Гончаров — невысокий коренастый блондин — еще до прихода в наш отряд успел повоевать под Одессой, где был и батальонный комиссар Латышев, и зарекомендовал себя смелым воином. За открытый характер, постоянную готовность помочь товарищу в большом и малом, за презрение к позе и хвастовству комсомольцы отряда избрали Андрея секретарем своей организации, и он был для них первым советчиком во всех делах, авторитетным арбитром в любом споре. С Товмой и еще одним разведчиком мы незадолго до этого ходили в тыл врага, искали не возвратившуюся к условному сроку группу наших разведчиков. Было вот такое же раннее зимнее утро, когда, пробившись сквозь густой кустарник, мы вышли к одной из дорог. Вдали послышались шаги. Замаскировавшись, решили подождать, может, это та самая группа, которую мы безуспешно искали всю ночь. Но оказалось, шел отряд гитлеровцев человек в тридцать во главе с офицером.

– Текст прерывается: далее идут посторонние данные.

//! TAP test runner binary.
//!
//! Runs every test registered with `#[tap_test]` and prints TAP 14.
//!
//! # Usage
//!
//! ```bash
//! # Host (optional name filter as first argument)
//! cargo run --bin device-tests --features tap-tests -- integrity
//!
//! # Cardputer (filter fixed at compile time)
//! TAP_FILTER=store cargo espflash flash --bin device-tests \
//!     --features esp32,tap-tests --release --monitor
//! ```

#[cfg(feature = "esp32")]
use esp_idf_svc::sys as _;

fn main() {
    #[cfg(feature = "esp32")]
    {
        esp_idf_svc::sys::link_patches();
        esp_idf_svc::log::EspLogger::initialize_default();
    }

    #[cfg(feature = "esp32")]
    let filter: Option<String> = option_env!("TAP_FILTER").map(str::to_string);
    #[cfg(not(feature = "esp32"))]
    let filter: Option<String> = std::env::args().nth(1);

    let success = cardputer_wifi_setup::testing::run_matching(filter.as_deref());

    #[cfg(feature = "esp32")]
    {
        log::info!("Tests complete ({}). Halting.", if success { "pass" } else { "fail" });
        loop {
            std::thread::sleep(std::time::Duration::from_secs(1));
        }
    }

    #[cfg(not(feature = "esp32"))]
    std::process::exit(if success { 0 } else { 1 });
}
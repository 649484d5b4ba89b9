//! Simulated collaborators.
//!
//! Used by the unit tests and by the `host-setup` binary to run the whole
//! provisioning flow without a radio, keyboard or flash.

use crate::config::WifiConfig;
use crate::controller::System;
use crate::network::{
    ConnectionInfo, ConnectionStatus, NetworkError, NetworkRecord, NetworkService, ScanStatus,
};
use crate::ui::{Input, KeysState};
use log::debug;
use std::collections::{HashMap, VecDeque};

pub use crate::ui::InputStep;

/// How one connection attempt behaves.
#[derive(Debug, Clone, Copy, PartialEq, Eq)]
pub enum ConnectBehavior {
    /// Reports connected after this many status polls.
    After(usize),
    /// Never connects.
    Never,
    /// `begin_connection` fails.
    Reject,
}

/// Scripted WiFi station.
///
/// Scans return the configured result sets in order; the last one repeats.
/// Connection attempts follow the queued [`ConnectBehavior`]s, then the
/// default behaviour. Access points registered with a passphrase only accept
/// that passphrase.
pub struct SimulatedNetwork {
    scans: VecDeque<Vec<NetworkRecord>>,
    scan_polls: usize,
    scan_polls_left: usize,
    scan_running: bool,
    results: Vec<NetworkRecord>,
    scans_started: usize,
    scan_failures: usize,
    passphrases: HashMap<String, String>,
    attempts: VecDeque<ConnectBehavior>,
    default_behavior: ConnectBehavior,
    connect_polls_left: Option<usize>,
    connected: Option<String>,
    connect_attempts: Vec<String>,
}

impl SimulatedNetwork {
    /// Station with no networks in range that connects on the first poll.
    pub fn new() -> Self {
        Self {
            scans: VecDeque::new(),
            scan_polls: 0,
            scan_polls_left: 0,
            scan_running: false,
            results: Vec::new(),
            scans_started: 0,
            scan_failures: 0,
            passphrases: HashMap::new(),
            attempts: VecDeque::new(),
            default_behavior: ConnectBehavior::After(0),
            connect_polls_left: None,
            connected: None,
            connect_attempts: Vec::new(),
        }
    }

    /// Queue the raw results of one scan.
    pub fn with_scan(mut self, records: Vec<NetworkRecord>) -> Self {
        self.scans.push_back(records);
        self
    }

    /// Scans report running for `polls` status checks before completing.
    pub fn with_scan_polls(mut self, polls: usize) -> Self {
        self.scan_polls = polls;
        self
    }

    /// The next `count` calls to `start_scan` fail.
    pub fn with_scan_failures(mut self, count: usize) -> Self {
        self.scan_failures = count;
        self
    }

    /// Require `passphrase` when connecting to `ssid`.
    pub fn with_passphrase(mut self, ssid: impl Into<String>, passphrase: impl Into<String>) -> Self {
        self.passphrases.insert(ssid.into(), passphrase.into());
        self
    }

    /// Behaviour for attempts not covered by [`SimulatedNetwork::with_attempts`].
    pub fn with_connect_behavior(mut self, behavior: ConnectBehavior) -> Self {
        self.default_behavior = behavior;
        self
    }

    /// Behaviour of the next attempts, in order.
    pub fn with_attempts<I>(mut self, attempts: I) -> Self
    where
        I: IntoIterator<Item = ConnectBehavior>,
    {
        self.attempts.extend(attempts);
        self
    }

    /// Number of scans started.
    pub fn scans_started(&self) -> usize {
        self.scans_started
    }

    /// SSIDs of every connection attempt, in order.
    pub fn connect_attempts(&self) -> &[String] {
        &self.connect_attempts
    }

    fn accepts(&self, config: &WifiConfig) -> bool {
        self.passphrases
            .get(&config.ssid)
            .map_or(true, |want| *want == config.password)
    }
}

impl Default for SimulatedNetwork {
    fn default() -> Self {
        Self::new()
    }
}

impl NetworkService for SimulatedNetwork {
    fn begin_connection(&mut self, config: &WifiConfig) -> Result<(), NetworkError> {
        self.connect_attempts.push(config.ssid.clone());
        self.connected = None;
        self.connect_polls_left = None;

        let behavior = self.attempts.pop_front().unwrap_or(self.default_behavior);
        debug!("Simulated connect to '{}': {:?}", config.ssid, behavior);
        self.connect_polls_left = match behavior {
            ConnectBehavior::Reject => {
                return Err(NetworkError::Driver("association rejected".into()));
            }
            ConnectBehavior::After(polls) if self.accepts(config) => Some(polls),
            ConnectBehavior::After(_) | ConnectBehavior::Never => None,
        };
        if self.connect_polls_left.is_some() {
            self.connected = Some(config.ssid.clone());
        }
        Ok(())
    }

    fn connection_status(&mut self) -> ConnectionStatus {
        match (&self.connected, self.connect_polls_left) {
            (Some(_), Some(0)) => ConnectionStatus::Connected,
            (Some(_), Some(n)) => {
                self.connect_polls_left = Some(n - 1);
                ConnectionStatus::Connecting
            }
            _ if !self.connect_attempts.is_empty() => ConnectionStatus::Connecting,
            _ => ConnectionStatus::Disconnected,
        }
    }

    fn connection_info(&mut self) -> Option<ConnectionInfo> {
        if self.connection_status() != ConnectionStatus::Connected {
            return None;
        }
        let ssid = self.connected.clone()?;
        let rssi_dbm = self
            .scans
            .iter()
            .flatten()
            .find(|n| n.ssid == ssid)
            .map(|n| n.signal_dbm);
        Some(ConnectionInfo {
            ssid,
            ip: Some("192.168.4.2".to_string()),
            rssi_dbm,
        })
    }

    fn start_scan(&mut self) -> Result<(), NetworkError> {
        self.scans_started += 1;
        if self.scan_failures > 0 {
            self.scan_failures -= 1;
            self.scan_running = false;
            return Err(NetworkError::Driver("ESP_ERR_WIFI_STATE".into()));
        }
        self.results = if self.scans.len() > 1 {
            self.scans.pop_front().unwrap_or_default()
        } else {
            self.scans.front().cloned().unwrap_or_default()
        };
        self.scan_polls_left = self.scan_polls;
        self.scan_running = true;
        Ok(())
    }

    fn scan_status(&mut self) -> Result<ScanStatus, NetworkError> {
        if !self.scan_running {
            return Ok(ScanStatus::Complete(0));
        }
        if self.scan_polls_left > 0 {
            self.scan_polls_left -= 1;
            return Ok(ScanStatus::Running);
        }
        Ok(ScanStatus::Complete(self.results.len()))
    }

    fn network_at(&self, index: usize) -> Option<NetworkRecord> {
        self.results.get(index).cloned()
    }

    fn clear_scan_results(&mut self) {
        self.results.clear();
        self.scan_running = false;
    }
}

/// Idle updates tolerated after the script runs out.
const MAX_IDLE_AFTER_END: usize = 1_000_000;

/// [`Input`] that replays a fixed list of steps, one per update.
///
/// A [`InputStep::Reset`] at the front of the script is consumed by the next
/// [`Input::reset_pressed`] call.
pub struct ScriptedInput {
    steps: VecDeque<InputStep>,
    changed: bool,
    keys: KeysState,
    reset_held: bool,
    idle_after_end: usize,
}

impl ScriptedInput {
    pub fn new<I>(steps: I) -> Self
    where
        I: IntoIterator<Item = InputStep>,
    {
        Self {
            steps: steps.into_iter().collect(),
            changed: false,
            keys: KeysState::default(),
            reset_held: false,
            idle_after_end: 0,
        }
    }

    /// The reset button reads as held on every sample.
    pub fn with_reset_held(mut self) -> Self {
        self.reset_held = true;
        self
    }

    /// Steps not yet replayed.
    pub fn remaining(&self) -> usize {
        self.steps.len()
    }
}

impl Input for ScriptedInput {
    /// # Panics
    ///
    /// Panics once the script has been exhausted for a very long time, which
    /// means the flow is waiting for input the test never provides.
    fn update(&mut self) {
        match self.steps.pop_front() {
            Some(InputStep::Keys(keys)) => {
                self.changed = true;
                self.keys = keys;
            }
            step => {
                if step.is_none() {
                    self.idle_after_end += 1;
                    assert!(
                        self.idle_after_end < MAX_IDLE_AFTER_END,
                        "ScriptedInput exhausted while the flow is still waiting for keys"
                    );
                }
                self.changed = self.keys != KeysState::default();
                self.keys = KeysState::default();
            }
        }
    }

    fn has_change_event(&self) -> bool {
        self.changed
    }

    fn is_key_down(&self) -> bool {
        self.keys != KeysState::default()
    }

    fn current_keys(&self) -> KeysState {
        self.keys.clone()
    }

    fn reset_pressed(&mut self) -> bool {
        if self.reset_held {
            return true;
        }
        if self.steps.front() == Some(&InputStep::Reset) {
            self.steps.pop_front();
            return true;
        }
        false
    }
}

/// [`System`] that counts restarts instead of performing them.
#[derive(Debug, Default)]
pub struct RecordingSystem {
    restarts: usize,
}

impl RecordingSystem {
    pub fn new() -> Self {
        Self::default()
    }

    pub fn restarts(&self) -> usize {
        self.restarts
    }
}

impl System for RecordingSystem {
    fn restart(&mut self) {
        self.restarts += 1;
        debug!("Simulated restart #{}", self.restarts);
    }
}

#[cfg(test)]
mod tests {
    use super::*;
    use crate::network::SecurityKind;

    fn home() -> WifiConfig {
        WifiConfig::new("HomeNet", "pass1234").unwrap()
    }

    #[test]
    fn test_connects_after_polls() {
        let mut network = SimulatedNetwork::new().with_connect_behavior(ConnectBehavior::After(2));
        network.begin_connection(&home()).unwrap();
        assert_eq!(network.connection_status(), ConnectionStatus::Connecting);
        assert_eq!(network.connection_status(), ConnectionStatus::Connecting);
        assert_eq!(network.connection_status(), ConnectionStatus::Connected);
        assert_eq!(network.connection_info().unwrap().ssid, "HomeNet");
    }

    #[test]
    fn test_wrong_passphrase_never_connects() {
        let mut network = SimulatedNetwork::new().with_passphrase("HomeNet", "other-pass");
        network.begin_connection(&home()).unwrap();
        for _ in 0..10 {
            assert_eq!(network.connection_status(), ConnectionStatus::Connecting);
        }
        assert!(network.connection_info().is_none());
    }

    #[test]
    fn test_attempt_script_then_default() {
        let mut network = SimulatedNetwork::new()
            .with_attempts([ConnectBehavior::Reject, ConnectBehavior::Never]);
        assert!(network.begin_connection(&home()).is_err());
        network.begin_connection(&home()).unwrap();
        assert_eq!(network.connection_status(), ConnectionStatus::Connecting);
        network.begin_connection(&home()).unwrap();
        assert_eq!(network.connection_status(), ConnectionStatus::Connected);
        assert_eq!(network.connect_attempts().len(), 3);
    }

    #[test]
    fn test_last_scan_repeats() {
        let mut network = SimulatedNetwork::new()
            .with_scan(vec![])
            .with_scan(vec![NetworkRecord::new("A", -40, SecurityKind::Open)]);
        network.start_scan().unwrap();
        assert_eq!(network.scan_status().unwrap(), ScanStatus::Complete(0));
        network.start_scan().unwrap();
        assert_eq!(network.scan_status().unwrap(), ScanStatus::Complete(1));
        network.start_scan().unwrap();
        assert_eq!(network.scan_status().unwrap(), ScanStatus::Complete(1));
        assert_eq!(network.scans_started(), 3);
    }

    #[test]
    fn test_scan_failure_does_not_consume_results() {
        let mut network = SimulatedNetwork::new()
            .with_scan_failures(1)
            .with_scan(vec![NetworkRecord::new("A", -40, SecurityKind::Open)]);
        assert!(matches!(network.start_scan(), Err(NetworkError::Driver(_))));
        network.start_scan().unwrap();
        assert_eq!(network.scan_status().unwrap(), ScanStatus::Complete(1));
        assert_eq!(network.scans_started(), 2);
    }

    #[test]
    fn test_scripted_reset_is_not_consumed_by_update() {
        let mut input = ScriptedInput::new([
            InputStep::Keys(KeysState::char('a')),
            InputStep::Reset,
        ]);
        assert!(!input.reset_pressed());
        input.update();
        assert!(input.is_key_down());
        assert!(input.reset_pressed());
        assert_eq!(input.remaining(), 0);
    }

    #[test]
    fn test_release_is_a_change_without_key_down() {
        let mut input = ScriptedInput::new([InputStep::Keys(KeysState::enter()), InputStep::Idle]);
        input.update();
        input.update();
        assert!(input.has_change_event());
        assert!(!input.is_key_down());
        input.update();
        assert!(!input.has_change_event());
    }

    #[test]
    fn test_recording_system_counts() {
        let mut system = RecordingSystem::new();
        system.restart();
        system.restart();
        assert_eq!(system.restarts(), 2);
    }
}
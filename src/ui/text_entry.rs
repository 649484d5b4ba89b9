//! Single-line passphrase entry.

use super::{Display, Ui};
use zeroize::{Zeroize, ZeroizeOnDrop};

/// Fixed prefix of the entry line. Backspace never removes it.
pub const PROMPT_PREFIX: &str = "> ";

/// Y coordinate of the prompt text.
pub const PROMPT_Y: i32 = 38;

/// Height of the strip cleared before each redraw of the entry line.
const ENTRY_STRIP_HEIGHT: i32 = 25;

/// Characters typed so far, wiped on drop.
#[derive(Zeroize, ZeroizeOnDrop)]
pub struct SecretBuffer {
    text: String,
    #[zeroize(skip)]
    mask: bool,
}

impl SecretBuffer {
    /// Empty buffer. With `mask` set, [`SecretBuffer::echo`] hides the text.
    pub fn new(mask: bool) -> Self {
        Self {
            text: String::new(),
            mask,
        }
    }

    /// Append one character.
    pub fn push(&mut self, c: char) {
        self.text.push(c);
    }

    /// Remove the last character. Does nothing when empty.
    pub fn backspace(&mut self) {
        self.text.pop();
    }

    /// Line as shown on screen, prefix included.
    pub fn echo(&self) -> String {
        if self.mask {
            format!("{}{}", PROMPT_PREFIX, "*".repeat(self.text.chars().count()))
        } else {
            format!("{}{}", PROMPT_PREFIX, self.text)
        }
    }

    /// Text typed so far, without the prefix.
    pub fn value(&self) -> &str {
        &self.text
    }

    /// Number of characters typed.
    pub fn len(&self) -> usize {
        self.text.chars().count()
    }

    /// True if nothing has been typed.
    pub fn is_empty(&self) -> bool {
        self.text.is_empty()
    }

    /// Take the typed text, leaving the buffer empty.
    pub fn into_secret(mut self) -> String {
        std::mem::take(&mut self.text)
    }
}

fn draw_entry_line(display: &mut dyn Display, buffer: &SecretBuffer) {
    let y = display.height() - 24;
    let width = display.width();
    display.clear_region(0, y - 4, width, ENTRY_STRIP_HEIGHT);
    display.draw_text(&buffer.echo(), 4, y);
    display.present();
}

/// Show `prompt` and collect a line of text until enter.
///
/// Printable keys append, delete removes the last typed character, and the
/// line is redrawn after every key event. Returns the text without the
/// prefix.
pub fn read_secret_text(ui: &mut Ui<'_>, prompt: &str, mask: bool) -> String {
    ui.display.draw_text(prompt, 1, PROMPT_Y);

    let mut buffer = SecretBuffer::new(mask);
    draw_entry_line(ui.display, &buffer);

    loop {
        let keys = ui.next_key_press();
        for &c in &keys.word {
            buffer.push(c);
        }
        if keys.del {
            buffer.backspace();
        }
        if keys.enter {
            log::debug!("Secret entry finished ({} chars)", buffer.len());
            return buffer.into_secret();
        }
        draw_entry_line(ui.display, &buffer);
    }
}


#[cfg(feature = "tap-tests")]
mod tap_tests {
    use super::*;
    use cardputer_wifi_setup_macros::tap_test;

    #[tap_test]
    fn backspace_stops_at_prefix() {
        let mut buffer = SecretBuffer::new(false);
        buffer.push('x');
        buffer.backspace();
        buffer.backspace();
        assert_eq!(buffer.echo(), PROMPT_PREFIX);
    }
}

— Товарищ мичман... Давайте обстреляем. Случай-то какой... Не с пустыми же руками возвращаться, — дыша мне в ухо, зашептал Товма.
Случай действительно был очень заманчивый. Не так [36] уж важно, что гитлеровцев вдесятеро больше. На нашей стороне была внезапность. И я кивком головы дал понять, что согласен. Дружный огонь автомата и двух винтовок явился для противника полнейшей неожиданностью. Упали словно подкошенные офицер и несколько солдат. Остальные бросились бежать. А мы, не жалея голосовых связок, отдавали втроем команды: «Обходи с фланга!..», «В атаку!..», словно бы здесь, в кустах, было нас по меньшей мере два — три десятка. Когда кругом все стихло, мы вдвоем остались на месте, настороженно оглядываясь по сторонам, а Товма выполз на дорогу, забрал из карманов убитых документы, сорвал с кителя офицера «Железный крест» и, не забыв прихватить оружие, возвратился назад. Выслушав доклад о результатах операции, капитан Топчиев вручил Товме награду — захваченный у гитлеровцев автомат, с которым он потом никогда не расставался.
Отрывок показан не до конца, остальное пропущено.